(Stored data)

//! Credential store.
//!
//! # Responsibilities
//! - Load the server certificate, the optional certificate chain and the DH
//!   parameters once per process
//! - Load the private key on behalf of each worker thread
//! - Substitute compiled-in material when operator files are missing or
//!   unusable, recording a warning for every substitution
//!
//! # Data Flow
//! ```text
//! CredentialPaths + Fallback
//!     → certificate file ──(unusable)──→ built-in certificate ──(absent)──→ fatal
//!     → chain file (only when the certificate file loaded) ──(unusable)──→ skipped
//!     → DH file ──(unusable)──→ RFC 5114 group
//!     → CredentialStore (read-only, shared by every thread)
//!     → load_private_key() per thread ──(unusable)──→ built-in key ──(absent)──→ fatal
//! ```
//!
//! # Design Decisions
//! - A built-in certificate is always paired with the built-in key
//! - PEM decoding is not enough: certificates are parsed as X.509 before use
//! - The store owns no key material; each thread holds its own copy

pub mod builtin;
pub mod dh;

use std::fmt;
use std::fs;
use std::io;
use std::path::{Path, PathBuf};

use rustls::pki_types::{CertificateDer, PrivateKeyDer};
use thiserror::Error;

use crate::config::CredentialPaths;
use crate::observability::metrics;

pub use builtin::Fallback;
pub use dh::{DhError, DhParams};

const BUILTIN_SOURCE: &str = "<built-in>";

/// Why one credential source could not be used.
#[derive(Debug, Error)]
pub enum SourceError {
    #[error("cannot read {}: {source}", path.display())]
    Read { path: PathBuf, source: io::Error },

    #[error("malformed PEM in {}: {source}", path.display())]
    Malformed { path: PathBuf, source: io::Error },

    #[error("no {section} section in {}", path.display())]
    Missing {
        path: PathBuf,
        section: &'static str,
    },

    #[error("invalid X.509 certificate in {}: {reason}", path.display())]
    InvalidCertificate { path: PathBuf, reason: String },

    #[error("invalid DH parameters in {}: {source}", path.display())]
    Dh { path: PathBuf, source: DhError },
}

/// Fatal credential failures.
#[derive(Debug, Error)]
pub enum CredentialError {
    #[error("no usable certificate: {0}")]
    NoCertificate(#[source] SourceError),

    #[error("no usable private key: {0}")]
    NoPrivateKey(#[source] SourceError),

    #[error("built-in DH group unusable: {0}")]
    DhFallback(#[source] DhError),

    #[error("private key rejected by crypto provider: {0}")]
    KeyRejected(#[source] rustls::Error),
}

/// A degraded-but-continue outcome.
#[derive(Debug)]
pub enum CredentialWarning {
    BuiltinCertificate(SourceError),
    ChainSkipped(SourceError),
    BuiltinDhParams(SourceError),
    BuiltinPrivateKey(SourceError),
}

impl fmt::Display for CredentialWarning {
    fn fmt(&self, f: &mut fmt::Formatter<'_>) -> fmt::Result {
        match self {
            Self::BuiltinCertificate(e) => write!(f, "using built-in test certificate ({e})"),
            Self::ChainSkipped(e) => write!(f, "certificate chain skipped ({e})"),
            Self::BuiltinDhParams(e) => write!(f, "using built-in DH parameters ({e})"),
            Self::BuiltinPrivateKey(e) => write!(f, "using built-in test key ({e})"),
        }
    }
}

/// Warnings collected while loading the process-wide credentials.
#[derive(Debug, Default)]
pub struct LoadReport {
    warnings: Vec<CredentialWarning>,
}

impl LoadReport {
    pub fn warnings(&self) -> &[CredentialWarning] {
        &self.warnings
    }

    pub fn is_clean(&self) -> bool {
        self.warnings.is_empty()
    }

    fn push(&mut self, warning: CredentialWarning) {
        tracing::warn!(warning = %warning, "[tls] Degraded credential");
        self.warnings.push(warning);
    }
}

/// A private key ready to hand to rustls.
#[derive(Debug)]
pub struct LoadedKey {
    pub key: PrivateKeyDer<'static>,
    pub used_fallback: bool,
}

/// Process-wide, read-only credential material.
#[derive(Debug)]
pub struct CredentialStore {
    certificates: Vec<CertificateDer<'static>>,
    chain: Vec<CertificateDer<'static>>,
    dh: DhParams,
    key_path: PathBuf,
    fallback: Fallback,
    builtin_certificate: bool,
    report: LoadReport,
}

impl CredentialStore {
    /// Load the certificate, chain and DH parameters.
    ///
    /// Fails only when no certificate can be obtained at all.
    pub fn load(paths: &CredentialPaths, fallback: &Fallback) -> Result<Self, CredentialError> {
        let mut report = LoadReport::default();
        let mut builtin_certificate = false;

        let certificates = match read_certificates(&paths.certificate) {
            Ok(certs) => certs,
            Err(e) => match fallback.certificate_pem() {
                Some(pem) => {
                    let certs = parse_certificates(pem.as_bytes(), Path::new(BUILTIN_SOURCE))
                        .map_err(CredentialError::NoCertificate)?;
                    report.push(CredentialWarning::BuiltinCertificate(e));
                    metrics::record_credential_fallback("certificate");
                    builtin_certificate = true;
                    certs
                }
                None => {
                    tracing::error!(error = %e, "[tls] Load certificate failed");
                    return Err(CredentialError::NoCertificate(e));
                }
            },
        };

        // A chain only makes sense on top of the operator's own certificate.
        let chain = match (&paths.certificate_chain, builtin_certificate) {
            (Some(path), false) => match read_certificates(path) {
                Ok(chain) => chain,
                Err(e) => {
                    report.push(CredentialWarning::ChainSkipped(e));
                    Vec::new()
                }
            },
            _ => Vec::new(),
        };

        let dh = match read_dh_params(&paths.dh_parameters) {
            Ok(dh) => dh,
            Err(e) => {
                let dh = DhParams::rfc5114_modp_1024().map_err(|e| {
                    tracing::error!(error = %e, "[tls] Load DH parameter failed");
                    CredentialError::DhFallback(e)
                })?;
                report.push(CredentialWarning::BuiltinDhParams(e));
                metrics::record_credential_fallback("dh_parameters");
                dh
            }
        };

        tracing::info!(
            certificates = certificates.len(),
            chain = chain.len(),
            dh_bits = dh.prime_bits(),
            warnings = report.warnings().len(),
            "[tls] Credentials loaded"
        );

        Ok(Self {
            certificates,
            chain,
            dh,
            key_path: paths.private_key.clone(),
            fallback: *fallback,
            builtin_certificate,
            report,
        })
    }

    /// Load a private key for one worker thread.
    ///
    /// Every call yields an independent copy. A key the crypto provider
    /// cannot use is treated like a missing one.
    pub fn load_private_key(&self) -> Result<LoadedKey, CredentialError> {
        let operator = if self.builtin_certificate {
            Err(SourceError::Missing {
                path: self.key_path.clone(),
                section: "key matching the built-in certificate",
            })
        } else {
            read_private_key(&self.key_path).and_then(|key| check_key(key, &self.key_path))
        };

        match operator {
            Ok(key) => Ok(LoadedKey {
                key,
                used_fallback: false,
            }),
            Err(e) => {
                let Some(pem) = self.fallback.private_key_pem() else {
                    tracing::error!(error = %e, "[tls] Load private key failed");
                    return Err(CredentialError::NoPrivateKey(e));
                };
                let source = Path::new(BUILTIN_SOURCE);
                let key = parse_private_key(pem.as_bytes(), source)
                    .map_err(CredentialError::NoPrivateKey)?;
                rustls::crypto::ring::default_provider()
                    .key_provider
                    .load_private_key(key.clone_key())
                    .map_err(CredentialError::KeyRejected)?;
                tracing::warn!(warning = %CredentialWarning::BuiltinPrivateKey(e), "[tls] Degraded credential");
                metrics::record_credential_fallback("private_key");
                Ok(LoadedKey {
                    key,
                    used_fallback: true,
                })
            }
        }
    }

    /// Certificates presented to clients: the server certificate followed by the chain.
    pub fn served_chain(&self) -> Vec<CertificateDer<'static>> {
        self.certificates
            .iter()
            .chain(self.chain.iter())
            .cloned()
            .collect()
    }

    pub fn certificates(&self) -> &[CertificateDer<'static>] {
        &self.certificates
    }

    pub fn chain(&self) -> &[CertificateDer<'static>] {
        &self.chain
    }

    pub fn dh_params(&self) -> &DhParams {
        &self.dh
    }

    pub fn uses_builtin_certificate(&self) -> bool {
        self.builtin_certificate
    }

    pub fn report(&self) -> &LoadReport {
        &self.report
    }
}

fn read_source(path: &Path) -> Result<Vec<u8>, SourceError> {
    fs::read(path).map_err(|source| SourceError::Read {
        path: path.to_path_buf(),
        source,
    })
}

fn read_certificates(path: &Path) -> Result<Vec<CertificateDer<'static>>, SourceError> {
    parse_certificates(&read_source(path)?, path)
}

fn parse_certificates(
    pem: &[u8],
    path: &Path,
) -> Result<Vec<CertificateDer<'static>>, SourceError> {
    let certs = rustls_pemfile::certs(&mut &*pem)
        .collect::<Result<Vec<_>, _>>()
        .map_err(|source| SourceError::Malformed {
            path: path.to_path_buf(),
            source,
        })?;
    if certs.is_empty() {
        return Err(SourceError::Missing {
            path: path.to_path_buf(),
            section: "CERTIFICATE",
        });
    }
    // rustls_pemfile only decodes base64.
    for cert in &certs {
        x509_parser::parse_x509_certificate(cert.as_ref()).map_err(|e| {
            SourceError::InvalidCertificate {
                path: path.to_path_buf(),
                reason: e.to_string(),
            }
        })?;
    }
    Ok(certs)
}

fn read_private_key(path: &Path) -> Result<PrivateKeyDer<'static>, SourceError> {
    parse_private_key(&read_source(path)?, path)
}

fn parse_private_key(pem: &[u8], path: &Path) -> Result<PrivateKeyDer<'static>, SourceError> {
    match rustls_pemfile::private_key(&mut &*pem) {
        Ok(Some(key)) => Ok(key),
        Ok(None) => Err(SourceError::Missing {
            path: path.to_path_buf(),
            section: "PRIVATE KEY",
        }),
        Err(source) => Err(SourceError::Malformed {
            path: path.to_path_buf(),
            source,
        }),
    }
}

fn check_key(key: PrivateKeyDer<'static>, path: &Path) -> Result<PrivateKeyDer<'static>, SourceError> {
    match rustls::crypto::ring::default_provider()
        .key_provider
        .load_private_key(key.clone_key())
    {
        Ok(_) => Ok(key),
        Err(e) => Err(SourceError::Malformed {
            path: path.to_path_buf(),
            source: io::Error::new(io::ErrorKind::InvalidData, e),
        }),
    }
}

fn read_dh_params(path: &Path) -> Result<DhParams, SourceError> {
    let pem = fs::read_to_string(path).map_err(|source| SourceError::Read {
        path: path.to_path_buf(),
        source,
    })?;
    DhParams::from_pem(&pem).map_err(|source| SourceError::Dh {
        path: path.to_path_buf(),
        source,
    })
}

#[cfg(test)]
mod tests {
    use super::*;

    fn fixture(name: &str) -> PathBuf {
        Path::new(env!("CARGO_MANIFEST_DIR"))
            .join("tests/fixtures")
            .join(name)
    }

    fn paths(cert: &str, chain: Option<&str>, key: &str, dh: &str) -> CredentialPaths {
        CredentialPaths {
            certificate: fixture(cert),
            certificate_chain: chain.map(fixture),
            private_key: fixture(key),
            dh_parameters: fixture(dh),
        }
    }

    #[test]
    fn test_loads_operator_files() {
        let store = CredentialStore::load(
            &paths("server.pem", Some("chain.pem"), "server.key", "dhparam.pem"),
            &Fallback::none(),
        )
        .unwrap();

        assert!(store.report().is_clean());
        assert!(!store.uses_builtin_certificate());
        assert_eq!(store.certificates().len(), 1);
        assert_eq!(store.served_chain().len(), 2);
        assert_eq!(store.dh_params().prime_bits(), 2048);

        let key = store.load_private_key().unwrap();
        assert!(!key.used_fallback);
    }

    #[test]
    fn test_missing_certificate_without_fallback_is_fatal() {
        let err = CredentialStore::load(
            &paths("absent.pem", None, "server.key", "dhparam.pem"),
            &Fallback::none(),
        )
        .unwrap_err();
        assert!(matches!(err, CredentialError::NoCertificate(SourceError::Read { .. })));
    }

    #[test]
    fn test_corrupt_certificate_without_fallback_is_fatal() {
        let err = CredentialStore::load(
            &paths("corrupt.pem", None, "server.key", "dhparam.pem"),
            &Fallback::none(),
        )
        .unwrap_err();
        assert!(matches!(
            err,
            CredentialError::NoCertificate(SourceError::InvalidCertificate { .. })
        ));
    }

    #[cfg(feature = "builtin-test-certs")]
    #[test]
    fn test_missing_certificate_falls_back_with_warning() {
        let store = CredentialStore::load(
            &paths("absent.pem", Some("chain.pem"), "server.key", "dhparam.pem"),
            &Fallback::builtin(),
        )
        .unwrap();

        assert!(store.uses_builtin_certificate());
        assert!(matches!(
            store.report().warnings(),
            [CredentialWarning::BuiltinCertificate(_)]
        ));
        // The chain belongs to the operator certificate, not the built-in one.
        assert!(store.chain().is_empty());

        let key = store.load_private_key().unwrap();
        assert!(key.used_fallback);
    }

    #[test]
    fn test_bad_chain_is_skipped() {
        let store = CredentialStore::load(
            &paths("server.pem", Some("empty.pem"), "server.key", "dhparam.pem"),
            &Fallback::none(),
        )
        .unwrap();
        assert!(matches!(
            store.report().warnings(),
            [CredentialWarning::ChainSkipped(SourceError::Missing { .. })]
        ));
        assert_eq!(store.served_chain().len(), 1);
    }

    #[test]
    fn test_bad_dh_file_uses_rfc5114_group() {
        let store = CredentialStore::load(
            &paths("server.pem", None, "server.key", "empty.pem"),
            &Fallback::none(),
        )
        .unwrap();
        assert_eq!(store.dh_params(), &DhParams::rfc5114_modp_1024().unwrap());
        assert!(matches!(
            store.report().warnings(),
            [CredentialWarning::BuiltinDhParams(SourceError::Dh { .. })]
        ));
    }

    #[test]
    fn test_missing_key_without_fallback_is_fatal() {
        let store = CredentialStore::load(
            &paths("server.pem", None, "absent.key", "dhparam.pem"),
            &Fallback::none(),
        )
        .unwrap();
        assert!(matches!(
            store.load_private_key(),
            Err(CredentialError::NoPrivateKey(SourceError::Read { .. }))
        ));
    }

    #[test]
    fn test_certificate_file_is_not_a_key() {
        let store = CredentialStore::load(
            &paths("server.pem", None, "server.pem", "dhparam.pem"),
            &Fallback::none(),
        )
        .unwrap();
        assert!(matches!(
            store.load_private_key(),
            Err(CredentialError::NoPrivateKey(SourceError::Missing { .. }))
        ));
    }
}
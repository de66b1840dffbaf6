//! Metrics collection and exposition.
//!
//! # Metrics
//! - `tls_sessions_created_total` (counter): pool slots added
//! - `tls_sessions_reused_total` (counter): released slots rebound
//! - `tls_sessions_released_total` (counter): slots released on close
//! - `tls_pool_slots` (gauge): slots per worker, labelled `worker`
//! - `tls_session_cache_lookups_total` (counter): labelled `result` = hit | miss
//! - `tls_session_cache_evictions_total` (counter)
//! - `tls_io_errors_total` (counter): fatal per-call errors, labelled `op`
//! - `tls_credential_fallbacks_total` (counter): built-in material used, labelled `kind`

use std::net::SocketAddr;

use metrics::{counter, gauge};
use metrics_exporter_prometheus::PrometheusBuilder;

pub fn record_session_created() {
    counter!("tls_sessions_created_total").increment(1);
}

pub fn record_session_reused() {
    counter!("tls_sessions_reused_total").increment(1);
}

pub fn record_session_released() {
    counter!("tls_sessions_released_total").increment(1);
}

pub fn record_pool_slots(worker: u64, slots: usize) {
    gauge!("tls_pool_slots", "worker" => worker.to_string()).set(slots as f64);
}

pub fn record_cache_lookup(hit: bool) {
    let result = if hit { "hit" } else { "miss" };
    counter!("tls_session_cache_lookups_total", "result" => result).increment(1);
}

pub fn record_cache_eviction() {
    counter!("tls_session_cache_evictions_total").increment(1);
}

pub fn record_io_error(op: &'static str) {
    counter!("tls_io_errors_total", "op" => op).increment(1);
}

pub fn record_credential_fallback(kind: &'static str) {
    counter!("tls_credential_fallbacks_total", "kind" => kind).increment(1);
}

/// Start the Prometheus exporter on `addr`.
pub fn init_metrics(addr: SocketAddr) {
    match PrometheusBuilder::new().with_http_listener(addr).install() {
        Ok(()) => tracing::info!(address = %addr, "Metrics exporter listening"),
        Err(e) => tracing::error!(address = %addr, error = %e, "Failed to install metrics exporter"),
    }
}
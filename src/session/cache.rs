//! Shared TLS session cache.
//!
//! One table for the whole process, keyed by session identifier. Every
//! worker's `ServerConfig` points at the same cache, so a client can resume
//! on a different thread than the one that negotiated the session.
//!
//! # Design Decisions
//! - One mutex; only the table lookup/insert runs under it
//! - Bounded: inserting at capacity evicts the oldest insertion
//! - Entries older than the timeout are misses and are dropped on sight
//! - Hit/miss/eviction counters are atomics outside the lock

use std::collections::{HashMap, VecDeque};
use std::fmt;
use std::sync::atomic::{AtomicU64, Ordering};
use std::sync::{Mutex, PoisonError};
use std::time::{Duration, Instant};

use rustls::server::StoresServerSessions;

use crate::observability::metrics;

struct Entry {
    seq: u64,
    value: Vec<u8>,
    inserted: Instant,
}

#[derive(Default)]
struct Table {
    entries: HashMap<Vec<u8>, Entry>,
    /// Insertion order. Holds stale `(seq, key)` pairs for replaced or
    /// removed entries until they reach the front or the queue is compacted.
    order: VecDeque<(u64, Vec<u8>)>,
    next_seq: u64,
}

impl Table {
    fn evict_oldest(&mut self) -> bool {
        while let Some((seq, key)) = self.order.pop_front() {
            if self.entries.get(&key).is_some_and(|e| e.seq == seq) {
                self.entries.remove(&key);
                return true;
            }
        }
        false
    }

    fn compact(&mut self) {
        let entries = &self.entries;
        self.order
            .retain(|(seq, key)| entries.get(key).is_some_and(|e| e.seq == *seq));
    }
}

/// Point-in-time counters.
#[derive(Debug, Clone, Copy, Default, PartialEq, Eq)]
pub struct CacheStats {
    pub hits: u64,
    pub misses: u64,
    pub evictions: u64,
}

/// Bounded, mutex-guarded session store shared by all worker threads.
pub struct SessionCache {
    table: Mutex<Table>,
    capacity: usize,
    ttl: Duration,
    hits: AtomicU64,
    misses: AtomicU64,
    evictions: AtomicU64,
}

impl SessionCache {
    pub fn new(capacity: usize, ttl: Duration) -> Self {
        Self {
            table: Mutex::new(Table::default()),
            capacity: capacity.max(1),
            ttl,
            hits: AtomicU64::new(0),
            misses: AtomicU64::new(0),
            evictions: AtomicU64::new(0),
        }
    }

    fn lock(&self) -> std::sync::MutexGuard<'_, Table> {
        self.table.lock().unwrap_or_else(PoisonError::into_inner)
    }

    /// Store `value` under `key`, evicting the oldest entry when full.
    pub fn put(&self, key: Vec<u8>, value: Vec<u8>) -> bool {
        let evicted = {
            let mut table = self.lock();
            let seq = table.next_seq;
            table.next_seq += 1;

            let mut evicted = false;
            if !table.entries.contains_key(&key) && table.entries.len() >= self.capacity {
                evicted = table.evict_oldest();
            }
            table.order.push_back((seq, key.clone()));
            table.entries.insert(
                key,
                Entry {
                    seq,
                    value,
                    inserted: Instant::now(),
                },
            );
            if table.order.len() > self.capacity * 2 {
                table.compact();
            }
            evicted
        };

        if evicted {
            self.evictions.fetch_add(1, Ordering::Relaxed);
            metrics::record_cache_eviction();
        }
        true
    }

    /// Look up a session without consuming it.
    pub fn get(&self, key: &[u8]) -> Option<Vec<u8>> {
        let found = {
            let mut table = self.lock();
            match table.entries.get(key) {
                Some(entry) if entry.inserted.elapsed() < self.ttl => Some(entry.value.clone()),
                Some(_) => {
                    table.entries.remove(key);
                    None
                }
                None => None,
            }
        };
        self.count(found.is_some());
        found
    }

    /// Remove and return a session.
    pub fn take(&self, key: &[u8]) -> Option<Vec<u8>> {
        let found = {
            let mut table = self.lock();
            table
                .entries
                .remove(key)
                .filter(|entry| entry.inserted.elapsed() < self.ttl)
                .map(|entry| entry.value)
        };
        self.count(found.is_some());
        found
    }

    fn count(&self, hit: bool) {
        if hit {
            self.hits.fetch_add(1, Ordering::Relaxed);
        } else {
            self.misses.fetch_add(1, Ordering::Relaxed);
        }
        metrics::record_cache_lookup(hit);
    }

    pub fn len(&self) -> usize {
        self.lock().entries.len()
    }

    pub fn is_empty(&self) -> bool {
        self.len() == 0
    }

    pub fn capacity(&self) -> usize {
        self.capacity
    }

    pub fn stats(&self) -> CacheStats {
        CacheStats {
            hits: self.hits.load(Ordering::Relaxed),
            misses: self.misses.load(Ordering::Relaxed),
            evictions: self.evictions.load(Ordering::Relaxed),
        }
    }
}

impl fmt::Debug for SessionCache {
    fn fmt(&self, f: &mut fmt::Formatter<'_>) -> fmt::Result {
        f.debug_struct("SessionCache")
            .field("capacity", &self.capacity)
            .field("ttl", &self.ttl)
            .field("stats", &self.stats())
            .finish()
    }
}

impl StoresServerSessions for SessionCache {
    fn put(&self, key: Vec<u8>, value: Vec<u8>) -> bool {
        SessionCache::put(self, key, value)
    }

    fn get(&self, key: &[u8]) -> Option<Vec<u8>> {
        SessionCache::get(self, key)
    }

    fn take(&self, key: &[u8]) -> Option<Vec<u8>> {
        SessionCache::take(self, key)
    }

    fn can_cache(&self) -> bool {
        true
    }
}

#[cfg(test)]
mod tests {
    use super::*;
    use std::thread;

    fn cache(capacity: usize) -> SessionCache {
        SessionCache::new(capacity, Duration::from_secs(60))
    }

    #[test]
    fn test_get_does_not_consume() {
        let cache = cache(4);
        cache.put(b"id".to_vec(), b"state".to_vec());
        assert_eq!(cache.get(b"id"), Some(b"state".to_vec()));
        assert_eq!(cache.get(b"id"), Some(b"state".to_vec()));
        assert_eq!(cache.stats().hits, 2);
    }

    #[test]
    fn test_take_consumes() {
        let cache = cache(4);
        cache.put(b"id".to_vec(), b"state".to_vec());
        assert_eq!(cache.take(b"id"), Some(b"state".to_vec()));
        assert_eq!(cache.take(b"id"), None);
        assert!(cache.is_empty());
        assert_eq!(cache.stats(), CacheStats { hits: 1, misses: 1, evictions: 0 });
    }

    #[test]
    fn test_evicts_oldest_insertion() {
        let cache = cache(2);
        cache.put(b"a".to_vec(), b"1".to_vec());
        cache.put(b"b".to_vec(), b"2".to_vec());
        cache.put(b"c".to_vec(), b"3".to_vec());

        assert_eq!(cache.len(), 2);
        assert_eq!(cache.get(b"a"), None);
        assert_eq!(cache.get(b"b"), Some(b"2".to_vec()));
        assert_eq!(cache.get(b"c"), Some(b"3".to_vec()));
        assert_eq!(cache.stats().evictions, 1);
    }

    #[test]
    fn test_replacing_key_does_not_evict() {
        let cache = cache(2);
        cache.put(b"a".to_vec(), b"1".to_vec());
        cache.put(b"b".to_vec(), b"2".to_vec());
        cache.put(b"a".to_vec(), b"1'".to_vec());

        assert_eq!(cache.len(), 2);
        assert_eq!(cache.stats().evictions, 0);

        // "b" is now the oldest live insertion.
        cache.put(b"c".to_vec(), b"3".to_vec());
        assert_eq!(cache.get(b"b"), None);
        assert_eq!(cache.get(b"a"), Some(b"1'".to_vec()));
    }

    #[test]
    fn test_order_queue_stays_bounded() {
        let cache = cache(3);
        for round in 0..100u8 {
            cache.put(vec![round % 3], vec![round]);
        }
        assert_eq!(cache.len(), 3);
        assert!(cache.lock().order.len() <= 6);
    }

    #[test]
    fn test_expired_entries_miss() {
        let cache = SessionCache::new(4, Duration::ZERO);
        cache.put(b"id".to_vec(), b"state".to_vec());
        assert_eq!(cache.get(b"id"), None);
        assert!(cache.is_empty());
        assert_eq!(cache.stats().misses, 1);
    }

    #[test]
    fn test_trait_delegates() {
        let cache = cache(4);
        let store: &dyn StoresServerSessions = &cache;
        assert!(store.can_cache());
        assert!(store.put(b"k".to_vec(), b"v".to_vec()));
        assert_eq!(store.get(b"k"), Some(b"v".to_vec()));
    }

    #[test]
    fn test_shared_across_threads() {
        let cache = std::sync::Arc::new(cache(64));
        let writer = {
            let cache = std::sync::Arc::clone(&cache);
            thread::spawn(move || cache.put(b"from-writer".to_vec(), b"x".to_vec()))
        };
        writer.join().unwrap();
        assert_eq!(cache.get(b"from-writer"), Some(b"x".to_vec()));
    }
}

**WHAT TO PRODUCE**
Without changing anything, quote the lines from the top of the data to the line that contains "const BUILTIN_SOURCE: &str", including that line.

**EXPECTED ANSWER**
//! Credential store.
//!
//! # Responsibilities
//! - Load the server certificate, the optional certificate chain and the DH
//!   parameters once per process
//! - Load the private key on behalf of each worker thread
//! - Substitute compiled-in material when operator files are missing or
//!   unusable, recording a warning for every substitution
//!
//! # Data Flow
//! ```text
//! CredentialPaths + Fallback
//!     → certificate file ──(unusable)──→ built-in certificate ──(absent)──→ fatal
//!     → chain file (only when the certificate file loaded) ──(unusable)──→ skipped
//!     → DH file ──(unusable)──→ RFC 5114 group
//!     → CredentialStore (read-only, shared by every thread)
//!     → load_private_key() per thread ──(unusable)──→ built-in key ──(absent)──→ fatal
//! ```
//!
//! # Design Decisions
//! - A built-in certificate is always paired with the built-in key
//! - PEM decoding is not enough: certificates are parsed as X.509 before use
//! - The store owns no key material; each thread holds its own copy

pub mod builtin;
pub mod dh;

use std::fmt;
use std::fs;
use std::io;
use std::path::{Path, PathBuf};

use rustls::pki_types::{CertificateDer, PrivateKeyDer};
use thiserror::Error;

use crate::config::CredentialPaths;
use crate::observability::metrics;

pub use builtin::Fallback;
pub use dh::{DhError, DhParams};

const BUILTIN_SOURCE: &str = "<built-in>";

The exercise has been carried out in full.